В этой связи особенно интересен ярко сатирический образ Чаплина, прототипом которого является знаменитый граф Муравьев — вешатель, впоследствии один из наиболее жестоких палачей освободительного движения. Только либеральные дурачки, вроде Рязанцева, или лицемерные интриганы, как Савелов, могут называть Чаплина «единственным решительным партизаном либеральных принципов освобождения» (184).
В том, что человек этого склада хоть и ненадолго выступает в роли «реформатора», особенно ярко сказывается принудительный характер реформы «сверху».
Чаплин в отличие от Савелова не прячет свой сущности, а, наоборот, нагло выставляет напоказ все свое безобразие. Не случайно по манере сатирического изображения этот образ ближе всех к гоголевским сатирическим образам. Чаплин — прямое воплощение отжившего и умирающего порядка, еще претендующего на влияние и господство в жизни, еще не сознающего своей исторической обреченности. Он представляет в романе крепостническую реакцию в ее, так сказать, натуральном виде, без всяких прикрас. Чернышевский использует самые простые формы комизма, соответствующие примитивности и грубости самого объекта изображения, в первую очередь фарс. «Комическое называется фарсом, когда ограничивается одними внешними действиями и одним наружным безобразием. К этому роду комического относятся длинные носы, толстые животы, долговязые ноги и т. п.; к нему же относятся все неловкости, всякая неуклюжесть; например, нелепая, неловкая походка, смешные- приемы и привычки» (II, 187).

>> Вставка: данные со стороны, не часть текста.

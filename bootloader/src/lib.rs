// SPDX-FileCopyrightText: 2024 Foundation Devices, Inc. <hello@foundationdevices.com>
// SPDX-License-Identifier: GPL-3.0-or-later

//! Secure field-update bootloader.
//!
//! At cold boot the mode-select jumpers are sampled once and exactly one
//! activity runs for the power cycle: enrollment of the device credential,
//! an authenticated firmware update, a password-gated flash readback, or the
//! handoff to the installed application. Every failure is terminal: the
//! bootloader reports a single diagnostic byte and waits for the watchdog to
//! reset the device.
//!
//! All hardware is reached through the traits in [`platform`], so the engine
//! runs unchanged on the target and on a host (see the `sim` feature).

#![cfg_attr(not(any(test, feature = "sim")), no_std)]

#[macro_use]
mod fmt;

pub mod auth;
pub mod boot;
pub mod cipher;
pub mod error;
pub mod flash;
pub mod frame;
pub mod hash;
pub mod platform;
pub mod readback;
pub mod serial;
#[cfg(any(test, feature = "sim"))]
pub mod sim;
pub mod store;
pub mod update;
pub mod verify;
pub mod version;
pub mod watchdog;

#[cfg(test)]
mod tests;

pub use boot::{BootMode, Bootloader, ModeInputs, ModeSelect, Terminal};
pub use error::{Fault, FaultClass};
pub use platform::{Board, Platform};
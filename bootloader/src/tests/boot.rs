// SPDX-FileCopyrightText: 2024 Foundation Devices, Inc. <hello@foundationdevices.com>
// SPDX-License-Identifier: GPL-3.0-or-later

use super::*;
use crate::Fault;
use consts::APP_ENTRY;

/// Keep flash and EEPROM, fresh host line, debug line and watchdog.
fn power_cycle(board: Board<Sim>) -> Board<Sim> {
    let Board { flash, state, hasher, .. } = board;
    Board::<Sim> {
        host: SimSerial::new(&[]),
        debug: crate::sim::SimLine::new(),
        flash,
        state,
        watchdog: crate::sim::SimWatchdog::new(),
        hasher,
    }
}

#[test]
fn jumps_after_release_message() {
    let mut board = provisioned(&[]);
    board.state.set_firmware_size(16);
    board.flash.load(0, &[0x11; 16]);
    board.flash.load(16, b"release 1.0\0garbage");
    let (terminal, board) = run(board, NONE);

    assert_eq!(terminal, Terminal::Boot { entry: APP_ENTRY });
    assert_eq!(board.host.output(), b"B");
    assert_eq!(board.debug.output(), b"release 1.0\0");
    assert!(!board.watchdog.is_armed());
    assert!(!board.watchdog.fired());
}

#[test]
fn no_firmware_halts() {
    let (terminal, board) = run(provisioned(&[]), NONE);

    assert_eq!(terminal, Terminal::Halted(Fault::NoFirmware));
    assert_eq!(board.host.output(), b"B");
    assert_eq!(board.debug.output(), b"R");
    assert!(board.watchdog.fired());
}

#[test]
fn blank_size_record_halts() {
    let mut board = provisioned(&[]);
    board.state.set_firmware_size(0xffff);
    let (terminal, _) = run(board, NONE);
    assert_eq!(terminal, Terminal::Halted(Fault::NoFirmware));
}

#[test]
fn updated_image_boots_on_next_power_cycle() {
    let mut image = b"application code".to_vec();
    let size = image.len() as u16;
    image.extend_from_slice(b"v2\0");
    let mut stream = update_stream(2, &image);
    stream[..UpdateMetadata::SIZE].copy_from_slice(&metadata(2, size));
    let (terminal, board) = run(provisioned(&stream), LOAD);
    assert!(matches!(terminal, Terminal::Updated(_)));

    let (terminal, board) = run(power_cycle(board), NONE);
    assert_eq!(terminal, Terminal::Boot { entry: APP_ENTRY });
    assert_eq!(board.debug.output(), b"v2\0");
}

#[test]
fn interrupted_update_does_not_boot() {
    let image: Vec<u8> = (0..300u32).map(|i| i as u8).collect();
    let mut stream = update_stream(2, &image);
    corrupt_second_page(&mut stream);
    let (terminal, board) = run(provisioned(&stream), LOAD);
    assert_eq!(terminal, Terminal::Halted(Fault::PageSignature));

    let (terminal, board) = run(power_cycle(board), NONE);
    assert_eq!(terminal, Terminal::Halted(Fault::NoFirmware));
    assert_eq!(board.debug.output(), b"R");
}
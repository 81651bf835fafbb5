// SPDX-FileCopyrightText: 2024 Foundation Devices, Inc. <hello@foundationdevices.com>
// SPDX-License-Identifier: GPL-3.0-or-later

/// Coarse classification of a [`Fault`], the only information about a
/// failure that leaves the device.
#[derive(Debug, Clone, Copy, PartialEq, Eq)]
#[cfg_attr(feature = "defmt", derive(defmt::Format))]
pub enum FaultClass {
    /// A signature, password or request hash did not match.
    Integrity,
    /// The request is authentic but not allowed.
    Policy,
    /// The serial transfer ended or broke mid-message.
    Protocol,
    /// The flash programmer or the credential store misbehaved.
    Hardware,
}

impl FaultClass {
    /// Diagnostic byte written to the debug line before halting.
    pub fn code(self) -> u8 {
        match self {
            FaultClass::Integrity => b'F',
            FaultClass::Policy => b'R',
            FaultClass::Protocol => b'T',
            FaultClass::Hardware => b'H',
        }
    }
}

/// Terminal failure of a boot-mode activity.
///
/// None of these are retried. The device reports the fault class and waits
/// for the watchdog to reset it.
#[derive(Debug, Clone, Copy, PartialEq, Eq)]
#[cfg_attr(feature = "defmt", derive(defmt::Format))]
pub enum Fault {
    MetadataSignature,
    PageSignature,
    PasswordMismatch,
    RequestHash,
    Rollback,
    AlreadyProvisioned,
    NotProvisioned,
    AddressOutOfRange,
    ImageTooLarge,
    NoFirmware,
    Truncated,
    Flash,
    CredentialReadback,
}

impl Fault {
    pub fn class(&self) -> FaultClass {
        match self {
            Fault::MetadataSignature
            | Fault::PageSignature
            | Fault::PasswordMismatch
            | Fault::RequestHash => FaultClass::Integrity,
            Fault::Rollback
            | Fault::AlreadyProvisioned
            | Fault::NotProvisioned
            | Fault::AddressOutOfRange
            | Fault::ImageTooLarge
            | Fault::NoFirmware => FaultClass::Policy,
            Fault::Truncated => FaultClass::Protocol,
            Fault::Flash | Fault::CredentialReadback => FaultClass::Hardware,
        }
    }

    /// Diagnostic byte for this fault, see [`FaultClass::code`].
    pub fn code(&self) -> u8 {
        self.class().code()
    }
}

impl core::fmt::Display for Fault {
    fn fmt(&self, f: &mut core::fmt::Formatter<'_>) -> core::fmt::Result {
        match self {
            Self::MetadataSignature => write!(f, "metadata signature mismatch"),
            Self::PageSignature => write!(f, "page signature mismatch"),
            Self::PasswordMismatch => write!(f, "wrong password"),
            Self::RequestHash => write!(f, "request hash mismatch"),
            Self::Rollback => write!(f, "firmware version is older than the installed one"),
            Self::AlreadyProvisioned => write!(f, "credential already provisioned"),
            Self::NotProvisioned => write!(f, "credential not provisioned"),
            Self::AddressOutOfRange => write!(f, "address out of range"),
            Self::ImageTooLarge => write!(f, "image does not fit in the application region"),
            Self::NoFirmware => write!(f, "no firmware installed"),
            Self::Truncated => write!(f, "serial transfer truncated"),
            Self::Flash => write!(f, "flash programming failed"),
            Self::CredentialReadback => write!(f, "credential readback mismatch"),
        }
    }
}
// SPDX-FileCopyrightText: 2024 Foundation Devices, Inc. <hello@foundationdevices.com>
// SPDX-License-Identifier: GPL-3.0-or-later

use {
    clap::Parser,
    consts::KEY_SIZE,
    std::path::{Path, PathBuf},
};

mod cli;
mod config;

pub use config::Error as ConfigError;

/// Baud rate used when neither the CLI nor the config file name one.
pub const DEFAULT_BAUD: u32 = 115_200;

/// Program arguments loaded from the CLI and config file.
#[derive(Debug, Clone)]
pub struct Args {
    pub verbose: u8,
    pub command: Command,
}

#[derive(Debug, Clone)]
pub enum Command {
    /// Build an update package.
    Protect {
        input: PathBuf,
        output: PathBuf,
        version: u16,
        message: String,
        key: [u8; KEY_SIZE],
    },
    /// Print an update package, checking its signatures if a key is known.
    Inspect {
        input: PathBuf,
        key: Option<[u8; KEY_SIZE]>,
    },
    Enroll {
        password: String,
        key: [u8; KEY_SIZE],
        port: Port,
    },
    Update {
        package: PathBuf,
        port: Port,
    },
    Readback {
        password: String,
        start: u64,
        size: u64,
        output: PathBuf,
        key: [u8; KEY_SIZE],
        port: Port,
    },
}

#[derive(Debug, Clone, PartialEq, Eq)]
pub struct Port {
    pub path: String,
    pub baud: u32,
}

pub fn args<I, T>(args: I) -> Result<Args, Error>
where
    I: IntoIterator<Item = T>,
    T: Into<std::ffi::OsString> + Clone,
{
    let cli = cli::Args::try_parse_from(args).map_err(Error::Cli)?;
    let command = match cli.command {
        cli::Command::Protect {
            input,
            output,
            firmware_version,
            message,
            key,
            config,
        } => {
            let config = load(config.as_deref())?;
            Command::Protect {
                input,
                output,
                version: firmware_version,
                message,
                key: required_key(key, config.key)?,
            }
        }
        cli::Command::Inspect { input, key, config } => {
            let config = load(config.as_deref())?;
            Command::Inspect {
                input,
                key: optional_key(key, config.key)?,
            }
        }
        cli::Command::Enroll {
            password,
            key,
            port,
            config,
        } => {
            let config = load(config.as_deref())?;
            Command::Enroll {
                password,
                key: required_key(key, config.key)?,
                port: port_args(port, config.port, config.baud)?,
            }
        }
        cli::Command::Update {
            package,
            port,
            config,
        } => {
            let config = load(config.as_deref())?;
            Command::Update {
                package,
                port: port_args(port, config.port, config.baud)?,
            }
        }
        cli::Command::Readback {
            password,
            start,
            size,
            output,
            key,
            port,
            config,
        } => {
            let config = load(config.as_deref())?;
            Command::Readback {
                password,
                start,
                size,
                output,
                key: required_key(key, config.key)?,
                port: port_args(port, config.port, config.baud)?,
            }
        }
    };
    Ok(Args {
        verbose: cli.verbose,
        command,
    })
}

fn load(path: Option<&Path>) -> Result<config::Config, Error> {
    Ok(path.map(config::Config::load).transpose()?.unwrap_or_default())
}

// Reconcile the CLI and config arguments. Error if anything is specified both
// on the CLI and in the config file.
fn optional_key(cli: Option<String>, config: Option<String>) -> Result<Option<[u8; KEY_SIZE]>, Error> {
    let key = match (cli, config) {
        (None, None) => return Ok(None),
        (None, Some(key)) => key,
        (Some(key), None) => key,
        (Some(_), Some(_)) => return Err(Error::KeyInConfigAndCli),
    };
    let bytes = hex::decode(key.trim()).map_err(|_| Error::InvalidKeyHex)?;
    let key = bytes
        .try_into()
        .map_err(|bytes: Vec<u8>| Error::InvalidKeyLength(bytes.len()))?;
    Ok(Some(key))
}

fn required_key(cli: Option<String>, config: Option<String>) -> Result<[u8; KEY_SIZE], Error> {
    optional_key(cli, config)?.ok_or(Error::KeyMissing)
}

fn port_args(cli: cli::PortArgs, config_port: Option<String>, config_baud: Option<u32>) -> Result<Port, Error> {
    let path = match (cli.port, config_port) {
        (None, None) => return Err(Error::PortMissing),
        (None, Some(port)) => port,
        (Some(port), None) => port,
        (Some(_), Some(_)) => return Err(Error::PortInConfigAndCli),
    };
    let baud = match (cli.baud, config_baud) {
        (None, None) => DEFAULT_BAUD,
        (None, Some(baud)) => baud,
        (Some(baud), None) => baud,
        (Some(_), Some(_)) => return Err(Error::BaudInConfigAndCli),
    };
    Ok(Port { path, baud })
}

#[derive(Debug)]
pub enum Error {
    BaudInConfigAndCli,
    Cli(clap::Error),
    Config(ConfigError),
    InvalidKeyHex,
    InvalidKeyLength(usize),
    KeyInConfigAndCli,
    KeyMissing,
    PortInConfigAndCli,
    PortMissing,
}

impl From<ConfigError> for Error {
    fn from(e: ConfigError) -> Self {
        Error::Config(e)
    }
}

impl std::fmt::Display for Error {
    fn fmt(&self, f: &mut std::fmt::Formatter<'_>) -> std::fmt::Result {
        match self {
            Error::BaudInConfigAndCli => write!(f, "baud rate specified in both config and cli"),
            Error::Cli(e) => write!(f, "{}", e.render().ansi()),
            Error::Config(e) => write!(f, "config error: {e}"),
            Error::InvalidKeyHex => write!(f, "user specified invalid device key hex"),
            Error::InvalidKeyLength(len) => {
                write!(f, "device key must be {KEY_SIZE} bytes, got {len}")
            }
            Error::KeyInConfigAndCli => write!(f, "key specified in both config and cli"),
            Error::KeyMissing => write!(
                f,
                "device key must be specified, either with --key or in the config file"
            ),
            Error::PortInConfigAndCli => write!(f, "port specified in both config and cli"),
            Error::PortMissing => write!(
                f,
                "serial port must be specified, either with --port or in the config file"
            ),
        }
    }
}

impl std::error::Error for Error {}
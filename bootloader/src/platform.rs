// SPDX-FileCopyrightText: 2024 Foundation Devices, Inc. <hello@foundationdevices.com>
// SPDX-License-Identifier: GPL-3.0-or-later

//! The set of peripherals the bootloader runs on.

use crate::flash::PageProgrammer;
use crate::hash::Hash256;
use crate::serial::{Link, Serial};
use crate::store::{Eeprom, PersistentState};
use crate::watchdog::Watchdog;

/// Binds the capability traits to concrete peripherals.
pub trait Platform {
    /// Authenticated control and data channel.
    type Host: Serial;
    /// Diagnostic echo line, write only.
    type Debug: embedded_io::Write;
    type Flash: PageProgrammer;
    type Eeprom: Eeprom;
    type Watchdog: Watchdog;
    type Hasher: Hash256;
}

/// Owned peripherals of one boot.
pub struct Board<P: Platform> {
    pub host: P::Host,
    pub debug: P::Debug,
    pub flash: P::Flash,
    pub state: PersistentState<P::Eeprom>,
    pub watchdog: P::Watchdog,
    pub hasher: P::Hasher,
}

impl<P: Platform> Board<P> {
    pub fn new(
        host: P::Host,
        debug: P::Debug,
        flash: P::Flash,
        eeprom: P::Eeprom,
        watchdog: P::Watchdog,
        hasher: P::Hasher,
    ) -> Self {
        Self {
            host,
            debug,
            flash,
            state: PersistentState::new(eeprom),
            watchdog,
            hasher,
        }
    }

    pub fn link(&mut self) -> Link<'_, P::Host, P::Watchdog> {
        Link::new(&mut self.host, &mut self.watchdog)
    }

    /// Write one byte to the debug line. Failures are ignored, the line is
    /// purely informative.
    pub fn echo(&mut self, byte: u8) {
        echo(&mut self.debug, byte);
    }
}

pub(crate) fn echo<D: embedded_io::Write>(debug: &mut D, byte: u8) {
    let _ = debug.write_all(&[byte]);
    let _ = debug.flush();
}
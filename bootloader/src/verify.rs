// SPDX-FileCopyrightText: 2024 Foundation Devices, Inc. <hello@foundationdevices.com>
// SPDX-License-Identifier: GPL-3.0-or-later

//! Signature and digest comparison hardened against glitching.

use crate::cipher::{sign, RoundKeys};
use crate::hash::Hash256;
use consts::SIGNATURE_SIZE;
use core::hint::black_box;
use subtle::ConstantTimeEq;

/// Outcome of a security check. The discriminants differ in most bits so a
/// single flipped bit cannot turn one into the other.
#[derive(Debug, Clone, Copy, PartialEq, Eq)]
#[cfg_attr(feature = "defmt", derive(defmt::Format))]
#[repr(u32)]
pub enum VerificationResult {
    Valid = 0xcafebabe,
    Invalid = 0xdeadbeef,
}

impl VerificationResult {
    pub fn is_valid(self) -> bool {
        black_box(self) == VerificationResult::Valid
    }
}

/// Compare two byte strings in constant time, then once more through
/// `black_box`, and only report a match if both comparisons ran.
pub fn compare(expected: &[u8], received: &[u8]) -> VerificationResult {
    const CF1: u32 = 3;
    const CF2: u32 = 5;
    let mut control_flow_integrity_counter = 0;

    if bool::from(expected.ct_eq(received)) {
        control_flow_integrity_counter += CF1;
        if bool::from(black_box(expected).ct_eq(black_box(received))) {
            control_flow_integrity_counter += CF2;
            let cfi_counter_ptr = &control_flow_integrity_counter as *const u32;
            // SAFETY: the pointer comes from a live local.
            if unsafe { cfi_counter_ptr.read_volatile() } == CF1 + CF2 {
                return VerificationResult::Valid;
            }
        }
    }
    VerificationResult::Invalid
}

/// Check that `received` is `sign(hash(data))` under `rk`.
pub fn verify_signature(
    hasher: &impl Hash256,
    rk: &RoundKeys,
    data: &[u8],
    received: &[u8; SIGNATURE_SIZE],
) -> VerificationResult {
    let expected = sign(&hasher.hash(data), rk);
    compare(&expected, received)
}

Приемами фарса Чернышевский создает портрет Чаплина, пластически выражающий его скотоподобную сущность: «…в двери ввалила низенькая, еще вовсе не пожилая человекоподобная масса.
«Ввалила, — потому что она не шла, а валила, высоко подымая колени и откидывая их вбок, хлопотливо работая и руками, оттопырившимися далеко от корпуса, будто подмышками было положеио по арбузу, ворочаясь всем корпусом, с выпятившимся животом, ворочаясь и головою с отвислыми брылами до плеч, с полуоткрытым, слюнявым ртом, поочередно суживавшимся и расширявшимся при каждом взрыве сопа и храпа, с оловянными, заплывшими салом крошечными глазками… Без малейшего сомнения, это был переодетый мясник: по лицу нельзя было не угадать. Не то, чтобы оно имело выражение кровожадности или хоть жестокости; но оно не имело никакого человеческого выражения, — ни даже идиотского, потому что и на лице идиота есть какой‑нибудь, хоть очень слабый и искаженный, отпечаток человеческого смысла; а на этом лице было полнейшее бессмыслие, — коровье бессмыслие» (167).